WORK TASK: The response must consist of the lines below from the one with "pub struct ClientRegistry" through the one with "the worker activated).", exactly as they appear and with both ends kept.

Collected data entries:

------------------------------------------------------------------------

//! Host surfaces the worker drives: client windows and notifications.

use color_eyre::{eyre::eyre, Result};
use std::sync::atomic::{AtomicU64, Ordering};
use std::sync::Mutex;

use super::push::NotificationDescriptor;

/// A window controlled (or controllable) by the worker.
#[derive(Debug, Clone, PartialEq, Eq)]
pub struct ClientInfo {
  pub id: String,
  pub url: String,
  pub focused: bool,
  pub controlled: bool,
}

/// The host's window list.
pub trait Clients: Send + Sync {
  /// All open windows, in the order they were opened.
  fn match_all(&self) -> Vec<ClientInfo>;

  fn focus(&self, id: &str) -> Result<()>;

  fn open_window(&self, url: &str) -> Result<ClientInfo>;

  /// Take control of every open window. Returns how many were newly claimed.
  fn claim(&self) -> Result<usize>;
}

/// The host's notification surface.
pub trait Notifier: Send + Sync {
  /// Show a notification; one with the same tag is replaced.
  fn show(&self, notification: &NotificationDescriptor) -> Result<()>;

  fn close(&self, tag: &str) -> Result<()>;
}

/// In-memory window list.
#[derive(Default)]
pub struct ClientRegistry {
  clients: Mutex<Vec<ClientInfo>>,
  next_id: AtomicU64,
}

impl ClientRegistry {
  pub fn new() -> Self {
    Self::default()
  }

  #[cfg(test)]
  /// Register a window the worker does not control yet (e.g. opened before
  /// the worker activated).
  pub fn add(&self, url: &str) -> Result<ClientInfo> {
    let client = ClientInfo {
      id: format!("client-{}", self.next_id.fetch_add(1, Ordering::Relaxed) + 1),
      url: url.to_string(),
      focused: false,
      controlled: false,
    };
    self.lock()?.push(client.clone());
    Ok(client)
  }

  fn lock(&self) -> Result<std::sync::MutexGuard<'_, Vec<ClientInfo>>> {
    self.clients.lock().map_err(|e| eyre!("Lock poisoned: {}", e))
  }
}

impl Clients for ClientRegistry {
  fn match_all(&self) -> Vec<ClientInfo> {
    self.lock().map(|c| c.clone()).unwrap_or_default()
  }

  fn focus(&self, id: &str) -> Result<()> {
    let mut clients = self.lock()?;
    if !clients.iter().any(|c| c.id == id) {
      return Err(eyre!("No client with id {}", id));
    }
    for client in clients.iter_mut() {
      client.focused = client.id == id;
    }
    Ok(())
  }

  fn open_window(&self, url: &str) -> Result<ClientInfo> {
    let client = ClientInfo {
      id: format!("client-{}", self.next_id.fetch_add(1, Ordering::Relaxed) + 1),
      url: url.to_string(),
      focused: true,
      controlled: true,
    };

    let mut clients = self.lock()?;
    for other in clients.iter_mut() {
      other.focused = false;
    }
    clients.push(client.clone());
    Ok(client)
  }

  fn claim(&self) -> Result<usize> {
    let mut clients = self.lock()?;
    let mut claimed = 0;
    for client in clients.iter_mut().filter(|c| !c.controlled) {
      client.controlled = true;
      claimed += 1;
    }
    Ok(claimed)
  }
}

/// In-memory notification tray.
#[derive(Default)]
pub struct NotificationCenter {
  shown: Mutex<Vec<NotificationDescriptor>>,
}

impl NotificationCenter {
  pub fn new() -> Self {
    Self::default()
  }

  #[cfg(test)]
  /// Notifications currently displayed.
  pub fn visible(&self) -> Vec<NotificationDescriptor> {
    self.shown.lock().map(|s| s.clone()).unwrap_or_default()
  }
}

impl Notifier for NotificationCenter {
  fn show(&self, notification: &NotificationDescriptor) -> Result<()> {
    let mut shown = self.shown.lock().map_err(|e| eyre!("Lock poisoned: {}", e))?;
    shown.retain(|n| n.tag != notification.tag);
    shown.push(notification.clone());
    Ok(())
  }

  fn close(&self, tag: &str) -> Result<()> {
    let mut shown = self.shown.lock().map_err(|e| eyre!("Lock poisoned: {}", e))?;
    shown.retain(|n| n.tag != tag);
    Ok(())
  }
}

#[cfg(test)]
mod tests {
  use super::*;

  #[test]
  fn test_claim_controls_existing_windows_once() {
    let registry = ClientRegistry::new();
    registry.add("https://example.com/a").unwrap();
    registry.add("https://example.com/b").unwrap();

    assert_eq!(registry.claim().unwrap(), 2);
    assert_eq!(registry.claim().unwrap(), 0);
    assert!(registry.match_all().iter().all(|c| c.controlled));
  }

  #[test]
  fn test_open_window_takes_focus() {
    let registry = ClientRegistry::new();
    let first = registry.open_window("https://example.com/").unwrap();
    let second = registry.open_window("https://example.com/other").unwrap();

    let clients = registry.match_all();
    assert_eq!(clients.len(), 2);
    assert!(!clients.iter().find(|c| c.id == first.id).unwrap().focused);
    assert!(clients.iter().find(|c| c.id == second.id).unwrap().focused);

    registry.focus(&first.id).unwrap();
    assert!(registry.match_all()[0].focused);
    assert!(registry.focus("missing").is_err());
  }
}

------------------------------------------------------------------------

TASK OUTPUT:
pub struct ClientRegistry {
  clients: Mutex<Vec<ClientInfo>>,
  next_id: AtomicU64,
}

impl ClientRegistry {
  pub fn new() -> Self {
    Self::default()
  }

  #[cfg(test)]
  /// Register a window the worker does not control yet (e.g. opened before
  /// the worker activated).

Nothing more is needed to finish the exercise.